[Saved entries]
+ + + +
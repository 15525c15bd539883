use pullxml::dtd::{AttributeType, ContentModel, DefaultMode};
use pullxml::reader::{MemoryResolver, ReaderBuilder};
use pullxml::{Error, Node, QName, SyntaxError, XmlReader};

use pretty_assertions::assert_eq;

fn describe(node: Node) -> String {
    match node {
        Node::DocType(dtd) => format!("DocType({})", dtd.root()),
        Node::EndDocType(_) => "EndDocType".to_owned(),
        Node::StartElement(e) => {
            let attrs: String = e
                .attributes()
                .iter()
                .map(|a| format!(" {}={}", a.name(), a.value()))
                .collect();
            format!("Start({}{})", e.name(), attrs)
        }
        Node::EndElement(e) => format!("End({})", e.name()),
        Node::Characters(t) => format!("Text({})", t.content()),
        Node::EntityReference(name) => format!("Ref({})", name),
        Node::EndDocument => "EndDocument".to_owned(),
        x => format!("{:?}", x.node_type()),
    }
}

fn parse(builder: ReaderBuilder, xml: &str) -> Vec<String> {
    let mut reader = builder.into_str_reader(xml);
    let mut nodes = Vec::new();
    loop {
        let node = reader.next().unwrap();
        let end = node.is_end_document();
        nodes.push(describe(node));
        if end {
            return nodes;
        }
    }
}

fn syntax_error(builder: ReaderBuilder, xml: &str) -> SyntaxError {
    let mut reader = builder.into_str_reader(xml);
    loop {
        match reader.next() {
            Ok(Node::EndDocument) => panic!("Expected a syntax error in {:?}", xml),
            Ok(_) => {}
            Err(Error::Syntax(e)) => return e,
            Err(e) => panic!("Expected `Error::Syntax`, but got `{:?}`", e),
        }
    }
}

/// Reads up to the root start tag and returns the budget in use there.
fn used_at_root(xml: &str) -> usize {
    let mut reader = XmlReader::from_str(xml);
    match reader.next().unwrap() {
        Node::StartElement(_) => {}
        x => panic!("Expected `StartElement`, but got `{:?}`", x),
    }
    reader.used_size()
}

#[test]
fn test_doctype_reported() {
    let builder = ReaderBuilder::new().report_doc_type(true);
    let mut reader = builder.into_str_reader(r#"<!DOCTYPE r PUBLIC "-//X//DTD R//EN" "none.dtd"><r/>"#);
    match reader.next().unwrap() {
        Node::DocType(dtd) => {
            assert_eq!(dtd.root().as_str(), "r");
            assert_eq!(dtd.public_id(), Some("-//X//DTD R//EN"));
            assert_eq!(dtd.system_id(), Some("none.dtd"));
        }
        x => panic!("Expected `DocType`, but got `{:?}`", x),
    }
    assert_eq!(describe(reader.next().unwrap()), "EndDocType");
    assert_eq!(describe(reader.next().unwrap()), "Start(r)");
}

#[test]
fn test_element_declarations() {
    let xml = "<!DOCTYPE r [
<!ELEMENT r (#PCDATA|b)*>
<!ELEMENT b EMPTY>
<!ELEMENT c (b, (d | e)+)?>
]><r/>";
    let mut reader = XmlReader::from_str(xml);
    reader.next().unwrap();
    let dtd = reader.dtd();
    assert_eq!(dtd.element("r"), Some(&ContentModel::Mixed(vec![QName::new("b")])));
    assert_eq!(dtd.element("b"), Some(&ContentModel::Empty));
    assert!(matches!(dtd.element("c"), Some(ContentModel::Children(_))));
    assert!(dtd.element("d").is_none());
}

#[test]
fn test_invalid_content_model() {
    let e = syntax_error(ReaderBuilder::new(), "<!DOCTYPE r [<!ELEMENT r (a,b|c)>]><r/>");
    assert!(e.message().starts_with("invalid content model"), "{}", e);
}

#[test]
fn test_duplicate_element() {
    let xml = "<!DOCTYPE r [<!ELEMENT r ANY><!ELEMENT r EMPTY>]><r/>";
    let e = syntax_error(ReaderBuilder::new(), xml);
    assert_eq!(e.message(), "duplicate declaration of element r");
}

#[test]
fn test_attribute_declarations() {
    let xml = r#"<!DOCTYPE r [
<!ATTLIST r
    id ID #REQUIRED
    kind (big|small) "small"
    v CDATA #FIXED "1">
<!ATTLIST r kind CDATA "other">
]><r id="x"/>"#;
    let mut reader = XmlReader::from_str(xml);
    assert_eq!(describe(reader.next().unwrap()), "Start(r id=x kind=small v=1)");
    let dtd = reader.dtd();
    let kind = dtd.attribute("r", "kind").unwrap();
    assert_eq!(
        kind.attribute_type(),
        &AttributeType::Enumeration(vec!["big".to_owned(), "small".to_owned()])
    );
    assert_eq!(kind.mode(), DefaultMode::Default);
    assert_eq!(dtd.attribute("r", "id").map(|a| a.mode()), Some(DefaultMode::Required));
    assert_eq!(dtd.attribute("r", "v").map(|a| a.mode()), Some(DefaultMode::Fixed));
    assert_eq!(dtd.attributes("r").len(), 3);
}

#[test]
fn test_duplicate_declarations_are_refunded() {
    let single = used_at_root(r#"<!DOCTYPE r [<!ENTITY e "v">]><r></r>"#);
    let double = used_at_root(r#"<!DOCTYPE r [<!ENTITY e "v"><!ENTITY e "w">]><r></r>"#);
    assert_eq!(single, double);

    // only the separating whitespace stays charged
    let single = used_at_root(r#"<!DOCTYPE r [<!ATTLIST r a CDATA "x">]><r></r>"#);
    let double = used_at_root(r#"<!DOCTYPE r [<!ATTLIST r a CDATA "x" a CDATA "y">]><r></r>"#);
    assert_eq!(double, single + 1);

    let single = used_at_root(r#"<!DOCTYPE r [<!ATTLIST r a CDATA #IMPLIED>]><r></r>"#);
    let double =
        used_at_root(r#"<!DOCTYPE r [<!ATTLIST r a CDATA #IMPLIED a CDATA #IMPLIED>]><r></r>"#);
    assert_eq!(double, single + 1);
}

#[test]
fn test_first_entity_wins() {
    let xml = r#"<!DOCTYPE r [<!ENTITY e "first"><!ENTITY e "second">]><r>&e;</r>"#;
    assert_eq!(
        parse(ReaderBuilder::new(), xml),
        vec!["Start(r)", "Text(first)", "End(r)", "EndDocument"]
    );
}

#[test]
fn test_parameter_entity_declarations() {
    let xml = r#"<!DOCTYPE r [
<!ENTITY % decl '<!ENTITY e "pe">'>
%decl;
]><r>&e;</r>"#;
    assert_eq!(
        parse(ReaderBuilder::new(), xml),
        vec!["Start(r)", "Text(pe)", "End(r)", "EndDocument"]
    );
}

#[test]
fn test_parameter_entity_in_entity_value() {
    let xml = r#"<!DOCTYPE r [
<!ENTITY % name "world">
<!ENTITY greeting "hello %name;">
]><r>&greeting;</r>"#;
    assert_eq!(
        parse(ReaderBuilder::new(), xml),
        vec!["Start(r)", "Text(hello world)", "End(r)", "EndDocument"]
    );
}

#[test]
fn test_undeclared_parameter_entity() {
    let e = syntax_error(ReaderBuilder::new(), "<!DOCTYPE r [%u;]><r/>");
    assert_eq!(e.message(), "undeclared parameter entity %u;");
}

#[test]
fn test_conditional_sections_in_internal_subset() {
    let e = syntax_error(ReaderBuilder::new(), "<!DOCTYPE r [<![INCLUDE[]]>]><r/>");
    assert!(e.message().contains("conditional sections"), "{}", e);
}

#[test]
fn test_external_subset_from_memory() {
    let resolver = MemoryResolver::new().with(
        "ext.dtd",
        "<!ENTITY % on 'INCLUDE'>
<![%on;[<!ENTITY t 'included'>]]>
<![IGNORE[<!ENTITY t 'ignored'> <![INCLUDE[ ]]>
<!ENTITY u 'after'>",
    );
    let builder = ReaderBuilder::new().resolver(resolver);
    assert_eq!(
        parse(builder, r#"<!DOCTYPE r SYSTEM "ext.dtd"><r>&t; &u;</r>"#),
        vec!["Start(r)", "Text(included after)", "End(r)", "EndDocument"]
    );
}

#[test]
fn test_include_inside_external_parameter_entity() {
    let resolver = MemoryResolver::new().with(
        "mod.dtd",
        "<?xml encoding='UTF-8'?>
<!ENTITY % on 'INCLUDE'>
<![ %on; [
<!-- nested -->
<!ENTITY deep 'nested'>
<![IGNORE[ <!ENTITY deep 'ignored'> ]]>
]]>",
    );
    let xml = r#"<!DOCTYPE r [<!ENTITY % mod SYSTEM "mod.dtd"> %mod; <!ENTITY after 'ok'>]><r>&deep; &after;</r>"#;
    assert_eq!(
        parse(ReaderBuilder::new().resolver(resolver), xml),
        vec!["Start(r)", "Text(nested ok)", "End(r)", "EndDocument"]
    );
}

#[test]
fn test_internal_subset_comes_first() {
    let resolver = MemoryResolver::new().with("ext.dtd", "<!ENTITY t 'external'>");
    let builder = ReaderBuilder::new().resolver(resolver);
    let xml = r#"<!DOCTYPE r SYSTEM "ext.dtd" [<!ENTITY t 'internal'>]><r>&t;</r>"#;
    assert_eq!(
        parse(builder, xml),
        vec!["Start(r)", "Text(internal)", "End(r)", "EndDocument"]
    );
}

#[test]
fn test_unresolved_external_subset_is_skipped() {
    assert_eq!(
        parse(ReaderBuilder::new(), r#"<!DOCTYPE r SYSTEM "missing.dtd"><r/>"#),
        vec!["Start(r)", "End(r)", "EndDocument"]
    );
}

#[test]
fn test_external_entity() {
    let xml = r#"<!DOCTYPE r [<!ENTITY chapter SYSTEM "chapter.xml">]><r>&chapter;</r>"#;
    let resolver = MemoryResolver::new().with("chapter.xml", "<?xml encoding='UTF-8'?><c>text</c>");
    assert_eq!(
        parse(ReaderBuilder::new().resolver(resolver), xml),
        vec!["Start(r)", "Start(c)", "Text(text)", "End(c)", "End(r)", "EndDocument"]
    );
    assert_eq!(
        parse(ReaderBuilder::new(), xml),
        vec!["Start(r)", "Ref(chapter)", "End(r)", "EndDocument"]
    );
}

#[test]
fn test_unparsed_entity() {
    let xml = r#"<!DOCTYPE r [
<!NOTATION gif SYSTEM "image/gif">
<!NOTATION jpeg PUBLIC "-//X//NOTATION JPEG//EN">
<!ENTITY pic SYSTEM "pic.gif" NDATA gif>
]><r>&pic;</r>"#;
    let mut reader = XmlReader::from_str(xml);
    assert_eq!(describe(reader.next().unwrap()), "Start(r)");
    assert_eq!(describe(reader.next().unwrap()), "Ref(pic)");

    let dtd = reader.dtd();
    let pic = dtd.entity("pic").unwrap();
    assert!(pic.is_unparsed());
    assert_eq!(pic.notation(), Some("gif"));
    assert_eq!(dtd.notation("gif").and_then(|n| n.system_id()), Some("image/gif"));
    let jpeg = dtd.notation("jpeg").unwrap();
    assert_eq!(jpeg.public_id(), Some("-//X//NOTATION JPEG//EN"));
    assert_eq!(jpeg.system_id(), None);

    let e = syntax_error(
        ReaderBuilder::new(),
        r#"<!DOCTYPE r [<!NOTATION gif SYSTEM "g"><!ENTITY pic SYSTEM "p" NDATA gif>]><r a="&pic;"/>"#,
    );
    assert!(e.message().contains("unparsed entity"), "{}", e);
}

#[test]
fn test_comments_in_dtd_are_not_reported() {
    let builder = ReaderBuilder::new()
        .report_comments(true)
        .report_processing_instructions(true);
    assert_eq!(
        parse(builder, "<!DOCTYPE r [<!-- c --><?pi x?>]><r/>"),
        vec!["Start(r)", "End(r)", "EndDocument"]
    );
}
+ + + +
Exercise aim =
Beginning with the first line above, could you copy every line exactly, up to and including the one with "let mut nodes = Vec::new();"?

Response to this exercise =
repository 15525c15bd539883
use pullxml::dtd::{AttributeType, ContentModel, DefaultMode};
use pullxml::reader::{MemoryResolver, ReaderBuilder};
use pullxml::{Error, Node, QName, SyntaxError, XmlReader};

use pretty_assertions::assert_eq;

fn describe(node: Node) -> String {
    match node {
        Node::DocType(dtd) => format!("DocType({})", dtd.root()),
        Node::EndDocType(_) => "EndDocType".to_owned(),
        Node::StartElement(e) => {
            let attrs: String = e
                .attributes()
                .iter()
                .map(|a| format!(" {}={}", a.name(), a.value()))
                .collect();
            format!("Start({}{})", e.name(), attrs)
        }
        Node::EndElement(e) => format!("End({})", e.name()),
        Node::Characters(t) => format!("Text({})", t.content()),
        Node::EntityReference(name) => format!("Ref({})", name),
        Node::EndDocument => "EndDocument".to_owned(),
        x => format!("{:?}", x.node_type()),
    }
}

fn parse(builder: ReaderBuilder, xml: &str) -> Vec<String> {
    let mut reader = builder.into_str_reader(xml);
    let mut nodes = Vec::new();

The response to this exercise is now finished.